On Tue, Feb 17, 2009 at 10:39 AM, Terry Reedy <tjreedy@udel.edu> wrote:
Returning True or False depending on whether a mutation was done seems like an innovation.
Not really, all Java containers and STL sets and maps do it.
The mental burden is not bigger than, say, learning that you append() to a list but you add() to a set. Consistency for consistency's sake is IMHO misguided here; there's only so much you can do by treating all containers uniformly. Unlike sequences, the motivation for sets (and dicts for that matter) comes from real use cases so we shouldn't dismiss this request by an all-or-nothing argument. George

Guido van Rossum <guido@python.org> wrote:
This example also has a bug, which neither of the two posters responding caught (unless Bill J was being *very* subtle).
Sorry, I should have been more brutal. To my mind, the fact that Steve got it wrong was a nice illustration of how much extra mental effort needed to be expended because the feature Ralf suggests wasn't available. You have to write a test, the test has to include an inversion, you have to introduce a new variable to hold the result of the test. That's something like 3 function points, instead of one. Functionality "built in" into the standard library is much better for everyone than functionality a programmer has to generate himself, mainly because of the extra review it gets. I think that's the real payoff for "batteries included". Bill

Bill Janssen wrote:
I'm not excusing my sloppiness, but I think that my mistake is an argument against the proposal that add (or in Greg's case, test_and_add) should return True if the object was *not* added (because it was already there). In other words, despite Greg's suggested name: was_it_there = myset.test_and_add(42) I was confused by my intuition that the return flag should mean the object was added, and then made the mental translation: test_and_add() returns True => 42 was added to the set became: 42 in set returns True => 42 is to be added to the set which is of course the opposite intention to the proposal but in the brief time I spent writing the email easy to make. I believe that some people will expect to use it like this: if set.test_and_add(42): print "42 was not added because it was already there." and others like this: if set.test_and_add(42): print "42 was added because it wasn't there." and yet others (I expect the majority, including me) will flip from one to the other and consequently find that 50% of the time they get it wrong. I think that test_and_add is naturally two operations, not one, and forcing it to be one operation will just lead to confusion. -- Steven

On Tue, Feb 17, 2009 at 3:01 PM, Steven D'Aprano <steve@pearwood.info>wrote:
I think that test_and_add is naturally two operations, not one, and forcing it to be one operation will just lead to confusion.
There is one scenario where testing membership and adding a new member *is* a single operation: multiple threads. That's a good reason to *not* support a test/change operation in regular sets as it may lead people to think (falsely) that it provide some kind of concurrency protection. --- Bruce

On Tue, Feb 17, 2009 at 6:58 PM, Greg Ewing <greg.ewing@canterbury.ac.nz> wrote:
That may depend on whether the hash or equality test is implemented in Python. Also, I've heard of lock-free thread-safe dict implementations in Java where it may not be so easy to decide whether you actually inserted something or not -- and it may or may not be there when you look for it again. All in all, I am now siding with Raymond -- let's leave well enough alone. Hopefully we can now retire this thread, I don't think there's much more that can be said that hasn't been said already. -- --Guido van Rossum (home page: http://www.python.org/~guido/)

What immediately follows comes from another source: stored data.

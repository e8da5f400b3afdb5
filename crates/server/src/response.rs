use axum::{
    extract::rejection::{JsonRejection, PathRejection, QueryRejection},
    http::StatusCode,
    response::{IntoResponse, Response},
    Json,
};
use catalog_core::errors::{ApplicationError, InterfaceError};
use catalog_db::StoreError;
use serde::Serialize;
use tracing::{error, warn};

#[derive(Clone, Debug, PartialEq, Eq, Serialize)]
pub struct ErrorBody {
    pub error: String,
}

/// Every failure leaving the HTTP surface goes through here so the body is always
/// `{"error": "<message>"}`.
#[derive(Debug)]
pub struct ApiError(InterfaceError);

impl ApiError {
    pub fn not_found() -> Self {
        Self(InterfaceError::not_found("Not found"))
    }

    pub fn bad_request(message: impl Into<String>) -> Self {
        Self(InterfaceError::bad_request(message))
    }

    pub fn internal(detail: impl Into<String>) -> Self {
        Self(InterfaceError::internal(detail))
    }

    pub fn status(&self) -> StatusCode {
        StatusCode::from_u16(self.0.status_code()).unwrap_or(StatusCode::INTERNAL_SERVER_ERROR)
    }
}

impl From<StoreError> for ApiError {
    fn from(value: StoreError) -> Self {
        Self(InterfaceError::from(ApplicationError::from(value)))
    }
}

impl From<JsonRejection> for ApiError {
    fn from(value: JsonRejection) -> Self {
        Self(InterfaceError::bad_request(value.body_text()))
    }
}

impl From<PathRejection> for ApiError {
    fn from(value: PathRejection) -> Self {
        Self(InterfaceError::bad_request(value.body_text()))
    }
}

impl From<QueryRejection> for ApiError {
    fn from(value: QueryRejection) -> Self {
        Self(InterfaceError::bad_request(value.body_text()))
    }
}

impl IntoResponse for ApiError {
    fn into_response(self) -> Response {
        let status = self.status();
        match &self.0 {
            InterfaceError::Internal { message } => {
                error!(event_name = "http.request.internal_error", detail = %message, "request failed");
            }
            InterfaceError::BadRequest { message } => {
                warn!(event_name = "http.request.rejected", detail = %message, "request rejected");
            }
            InterfaceError::NotFound { .. } | InterfaceError::Conflict { .. } => {}
        }

        (status, Json(ErrorBody { error: self.0.user_message().to_owned() })).into_response()
    }
}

FWIW, a few thoughts anyway: - I don't actually care about performance**. It was a mistake on my part to try to abuse the performance argument for what I was really after: elegance (defined as power/volume while still looking simple). - I always assumed it must be an oversight that set.add() doesn't return a trivial piece of information that it has. Somebody has made the arbitrary decision to withhold this information from me, like you withhold certain information from a child. It feels very wrong. I'm grown up and wish to take responsibility myself. "If I don't like it, you cannot use it" is forceful; "If you don't like it, just don't use it" is a much better tone between partners. - The purity argument was used a lot. In my opinion, set would be pure if it didn't arbitrarily withhold information from me that would allow me to make my algorithms more concise. Or as Einstein put it, "Make everything as simple as possible, but not simpler." set.add() returning None is failing the "but" part. ** 1. If performance really matters I will go to C++ anyway. 2. These days, I can simply put "if (i % chunk_n != chunk_i): continue" into some loop and throw the calculation at a few hundred (chunk_n) CPUs.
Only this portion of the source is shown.